In recent years humans have much more interactions with things because modern devices contain more sensors than ever [ThKS14]. The addition of these sensors into everyday devices has becoming particularly apparent when reviewing the rate of global sales, because such devices are not constrained only to developed economies.

Sensors embed on devices we use help us monitoring almost every area of our lives through applications such as: healthcare, economy, telecommunication, etc. It is also important to note that the cost of sensors has been reduced considerably in recent years, which has made the process of collecting data easier. Nowadays people use these devices in their daily activities, even for most of them has become an inevitable routine. Since that there is an increasing awareness in physical and mental health, it has become much easier to monitor many health parameters through sensors embed on Smartphone-s or other related devices. It remains now that all this generated information, to be processed and to extract from them valuable information. In this paper, we describe the application of data mining techniques in a case study of identifying patterns to m-health sensor generated data. These technique will be used to build a model for outlier analysis, pattern analysis, and prediction analysis.
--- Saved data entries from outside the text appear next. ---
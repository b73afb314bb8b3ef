//! Custom scrollbar math: thumb geometry, drag and track-click mapping, and
//! the exponential smoothing used for wheel scrolling on non-touch devices.
//! The DOM wiring lives in the app layer; everything here is testable
//! arithmetic.

/// Minimum thumb size for section and overlay scrollbars.
pub const MIN_THUMB_PX: f64 = 30.0;
/// Minimum thumb size for the chat transcript scrollbar.
pub const MIN_THUMB_CHAT_PX: f64 = 24.0;
/// Fraction of the remaining distance covered per animation frame.
pub const SMOOTHING: f64 = 0.2;
/// Idle delay before a scrollbar fades out.
pub const HIDE_MS: u64 = 1000;
/// Idle delay for scrollbars that should linger (overlay content).
pub const HIDE_LONG_MS: u64 = 2000;

#[derive(Clone, Copy, Debug, Default, PartialEq)]
pub struct ScrollMetrics {
    /// Total scrollable content size along the axis.
    pub content: f64,
    /// Visible viewport size along the axis.
    pub viewport: f64,
    /// Track length available to the thumb.
    pub track: f64,
}

impl ScrollMetrics {
    pub fn max_scroll(&self) -> f64 {
        (self.content - self.viewport).max(0.0)
    }

    pub fn clamp_scroll(&self, value: f64) -> f64 {
        value.clamp(0.0, self.max_scroll())
    }
}

#[derive(Clone, Copy, Debug, PartialEq)]
pub struct Thumb {
    pub size: f64,
    pub offset: f64,
}

/// Thumb size and position for a scroll offset. `None` when the content fits
/// and the scrollbar should be hidden entirely.
pub fn thumb(metrics: ScrollMetrics, scroll: f64, min_thumb: f64) -> Option<Thumb> {
    if metrics.content <= metrics.viewport || metrics.track <= 0.0 {
        return None;
    }
    let size = (metrics.viewport / metrics.content * metrics.track)
        .max(min_thumb)
        .min(metrics.track);
    let max_offset = metrics.track - size;
    let max_scroll = metrics.max_scroll();
    let offset = if max_scroll > 0.0 {
        (metrics.clamp_scroll(scroll) / max_scroll) * max_offset
    } else {
        0.0
    };
    Some(Thumb { size, offset })
}

/// Scroll offset for a thumb drag: the pointer delta maps proportionally from
/// thumb travel to content travel.
pub fn drag_scroll(metrics: ScrollMetrics, thumb_size: f64, start_scroll: f64, delta: f64) -> f64 {
    let max_offset = metrics.track - thumb_size;
    if max_offset <= 0.0 {
        return metrics.clamp_scroll(start_scroll);
    }
    metrics.clamp_scroll(start_scroll + (delta / max_offset) * metrics.max_scroll())
}

/// Whether the auto-hide timer may fade the bar out: never mid-drag and
/// never while the pointer hovers the track.
pub fn auto_hide_allowed(dragging: bool, hovering: bool) -> bool {
    !dragging && !hovering
}

/// Scroll offset that centers the thumb on a click position along the track.
pub fn track_click_scroll(metrics: ScrollMetrics, thumb_size: f64, click: f64) -> f64 {
    let max_offset = metrics.track - thumb_size;
    if max_offset <= 0.0 {
        return 0.0;
    }
    let offset = (click - thumb_size / 2.0).clamp(0.0, max_offset);
    (offset / max_offset) * metrics.max_scroll()
}

/// Wheel scrolling state with per-frame exponential smoothing. The target
/// moves immediately on wheel input; `step` eases the current position toward
/// it each animation frame.
#[derive(Clone, Copy, Debug, Default, PartialEq)]
pub struct SmoothScroll {
    pub current: f64,
    pub target: f64,
}

impl SmoothScroll {
    pub fn sync(&mut self, actual: f64) {
        self.current = actual;
        self.target = actual;
    }

    pub fn wheel(&mut self, delta: f64, metrics: ScrollMetrics) {
        self.target = metrics.clamp_scroll(self.target + delta);
    }

    pub fn jump(&mut self, target: f64, metrics: ScrollMetrics) {
        self.target = metrics.clamp_scroll(target);
    }

    /// Advances one frame. Returns the new position; snaps when the gap drops
    /// under half a pixel so the loop can settle.
    pub fn step(&mut self) -> f64 {
        let gap = self.target - self.current;
        if gap.abs() < 0.5 {
            self.current = self.target;
        } else {
            self.current += gap * SMOOTHING;
        }
        self.current
    }

    pub fn settled(&self) -> bool {
        self.current == self.target
    }
}

#[cfg(test)]
mod tests {
    use super::*;

    const METRICS: ScrollMetrics = ScrollMetrics {
        content: 2000.0,
        viewport: 500.0,
        track: 500.0,
    };

    #[test]
    fn thumb_hidden_when_content_fits() {
        let fits = ScrollMetrics {
            content: 400.0,
            viewport: 500.0,
            track: 500.0,
        };
        assert_eq!(thumb(fits, 0.0, MIN_THUMB_PX), None);
    }

    #[test]
    fn thumb_proportional_with_minimum() {
        let t = thumb(METRICS, 0.0, MIN_THUMB_PX).unwrap();
        assert_eq!(t.size, 125.0);
        assert_eq!(t.offset, 0.0);

        let long = ScrollMetrics {
            content: 50_000.0,
            viewport: 500.0,
            track: 500.0,
        };
        let t = thumb(long, 0.0, MIN_THUMB_PX).unwrap();
        assert_eq!(t.size, MIN_THUMB_PX);
    }

    #[test]
    fn thumb_reaches_track_end_at_max_scroll() {
        let t = thumb(METRICS, METRICS.max_scroll(), MIN_THUMB_PX).unwrap();
        assert!((t.offset + t.size - METRICS.track).abs() < 1e-9);
        // Overscroll input clamps.
        let t2 = thumb(METRICS, 99_999.0, MIN_THUMB_PX).unwrap();
        assert_eq!(t.offset, t2.offset);
    }

    #[test]
    fn drag_maps_thumb_travel_to_content_travel() {
        // Thumb 125 px in a 500 px track leaves 375 px of travel for 1500 px
        // of scroll; 37.5 px of drag is a tenth of that.
        let scroll = drag_scroll(METRICS, 125.0, 0.0, 37.5);
        assert!((scroll - 150.0).abs() < 1e-9);
        assert_eq!(drag_scroll(METRICS, 125.0, 1400.0, 10_000.0), 1500.0);
        assert_eq!(drag_scroll(METRICS, 125.0, 100.0, -10_000.0), 0.0);
    }

    #[test]
    fn track_click_centers_thumb() {
        let scroll = track_click_scroll(METRICS, 125.0, 250.0);
        let t = thumb(METRICS, scroll, MIN_THUMB_PX).unwrap();
        assert!((t.offset + t.size / 2.0 - 250.0).abs() < 1e-9);
        // Clicks near the edges clamp.
        assert_eq!(track_click_scroll(METRICS, 125.0, 0.0), 0.0);
        assert_eq!(track_click_scroll(METRICS, 125.0, 500.0), 1500.0);
    }

    #[test]
    fn hover_and_drag_both_block_auto_hide() {
        assert!(auto_hide_allowed(false, false));
        assert!(!auto_hide_allowed(true, false));
        assert!(!auto_hide_allowed(false, true));
        assert!(!auto_hide_allowed(true, true));
    }

    #[test]
    fn smoothing_converges_on_target() {
        let mut s = SmoothScroll::default();
        s.wheel(100.0, METRICS);
        let first = s.step();
        assert!((first - 20.0).abs() < 1e-9);
        let mut frames = 0;
        while !s.settled() {
            s.step();
            frames += 1;
            assert!(frames < 100, "smoothing failed to settle");
        }
        assert_eq!(s.current, 100.0);
    }

    #[test]
    fn wheel_target_clamps_to_bounds() {
        let mut s = SmoothScroll::default();
        s.wheel(-300.0, METRICS);
        assert_eq!(s.target, 0.0);
        s.wheel(9_999.0, METRICS);
        assert_eq!(s.target, METRICS.max_scroll());
    }
}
2. The Impact of the Internet of Things on Big Data

Big data existed before the Internet of Things and the Internet of Things is not the only source of big data. But, what is the impact of IoT on big data? This is seen first in the storage of the data. The Internet of Things and cloud storage make it easier to store the large amounts of data that flow into companies every day. IoT is also a source of data generation. The connected devices and sensors are responsible for collecting data, and that data joins other data to grow the amount of big data available to companies. Every day, sensors embedded into connected devices are gathering data and transmitting that data to central servers, which assist companies in making decisions. The Internet of Things (IoT) has been a major influence on the Big Data landscape. Now that millions of devices are connected and generate enormous volumes of data, should be considered the efficiency of data collection mechanism.

First, companies need to hire highly efficient data collection mechanisms. Second, companies are facing many security issues which are probably not addressing with traditional ones. Third, not all data generated by these devices is useful. Last, IoT Big Data is changing our everyday lives at a fundamental level.

3. Sensor Data Mining and Processing

The enormous volume of data produced and transmitted from sensing devices is considered a big data challenge. Sensor generated data brings great challenges especially in the processing phase, because very often is needed real-time processing of a large volume of uncertain data. To deal with that, sensor data analytics is a growing field.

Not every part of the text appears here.